## MATERIAL PROVIDED

***

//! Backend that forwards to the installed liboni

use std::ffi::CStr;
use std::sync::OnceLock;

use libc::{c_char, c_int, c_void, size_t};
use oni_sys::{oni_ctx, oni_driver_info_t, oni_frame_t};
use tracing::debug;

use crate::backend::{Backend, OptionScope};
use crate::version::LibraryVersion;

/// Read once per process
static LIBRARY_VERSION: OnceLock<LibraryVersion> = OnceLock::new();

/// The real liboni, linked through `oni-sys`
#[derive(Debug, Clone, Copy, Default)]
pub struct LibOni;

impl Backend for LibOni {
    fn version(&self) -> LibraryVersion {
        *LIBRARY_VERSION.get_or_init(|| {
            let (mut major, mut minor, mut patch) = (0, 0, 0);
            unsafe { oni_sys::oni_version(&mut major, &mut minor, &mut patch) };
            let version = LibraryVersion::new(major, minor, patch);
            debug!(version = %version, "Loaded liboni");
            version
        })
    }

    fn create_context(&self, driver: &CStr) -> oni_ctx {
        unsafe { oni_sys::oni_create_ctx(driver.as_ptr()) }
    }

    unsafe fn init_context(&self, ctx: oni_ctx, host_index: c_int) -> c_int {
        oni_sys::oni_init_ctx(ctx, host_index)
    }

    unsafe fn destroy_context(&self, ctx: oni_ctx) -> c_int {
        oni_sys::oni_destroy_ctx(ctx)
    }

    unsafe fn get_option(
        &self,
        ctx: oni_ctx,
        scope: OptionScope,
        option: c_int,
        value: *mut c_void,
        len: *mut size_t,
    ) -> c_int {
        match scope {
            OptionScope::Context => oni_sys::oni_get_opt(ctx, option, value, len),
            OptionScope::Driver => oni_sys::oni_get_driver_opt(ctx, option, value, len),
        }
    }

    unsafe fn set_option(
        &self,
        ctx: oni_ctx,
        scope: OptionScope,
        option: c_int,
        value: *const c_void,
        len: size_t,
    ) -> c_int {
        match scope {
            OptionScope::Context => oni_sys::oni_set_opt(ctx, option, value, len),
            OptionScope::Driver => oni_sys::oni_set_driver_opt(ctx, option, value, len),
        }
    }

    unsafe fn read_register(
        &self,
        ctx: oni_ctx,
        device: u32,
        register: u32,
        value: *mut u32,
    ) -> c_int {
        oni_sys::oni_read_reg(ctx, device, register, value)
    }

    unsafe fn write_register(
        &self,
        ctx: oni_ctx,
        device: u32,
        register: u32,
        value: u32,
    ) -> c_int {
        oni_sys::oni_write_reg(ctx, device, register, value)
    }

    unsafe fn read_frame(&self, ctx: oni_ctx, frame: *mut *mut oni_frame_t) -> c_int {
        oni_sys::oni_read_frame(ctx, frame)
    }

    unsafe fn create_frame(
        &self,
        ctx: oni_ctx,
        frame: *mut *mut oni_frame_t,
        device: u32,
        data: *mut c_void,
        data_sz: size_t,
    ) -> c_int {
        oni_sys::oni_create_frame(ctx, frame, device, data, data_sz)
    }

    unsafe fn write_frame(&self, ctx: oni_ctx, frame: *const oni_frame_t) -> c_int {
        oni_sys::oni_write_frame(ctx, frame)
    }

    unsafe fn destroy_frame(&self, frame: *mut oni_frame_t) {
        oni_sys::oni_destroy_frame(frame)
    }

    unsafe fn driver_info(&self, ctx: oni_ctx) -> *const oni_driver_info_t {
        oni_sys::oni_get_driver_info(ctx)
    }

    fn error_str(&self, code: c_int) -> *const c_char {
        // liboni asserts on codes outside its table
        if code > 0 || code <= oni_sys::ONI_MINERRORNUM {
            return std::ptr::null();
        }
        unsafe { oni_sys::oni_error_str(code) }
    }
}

***

## WHAT YOU NEED TO DO
The required output is the line containing "fn error_str(&self, code: c_int)" through the last line of the records above, each copied exactly and nothing more.

## ANSWER FOR THE TASK
    fn error_str(&self, code: c_int) -> *const c_char {
        // liboni asserts on codes outside its table
        if code > 0 || code <= oni_sys::ONI_MINERRORNUM {
            return std::ptr::null();
        }
        unsafe { oni_sys::oni_error_str(code) }
    }
}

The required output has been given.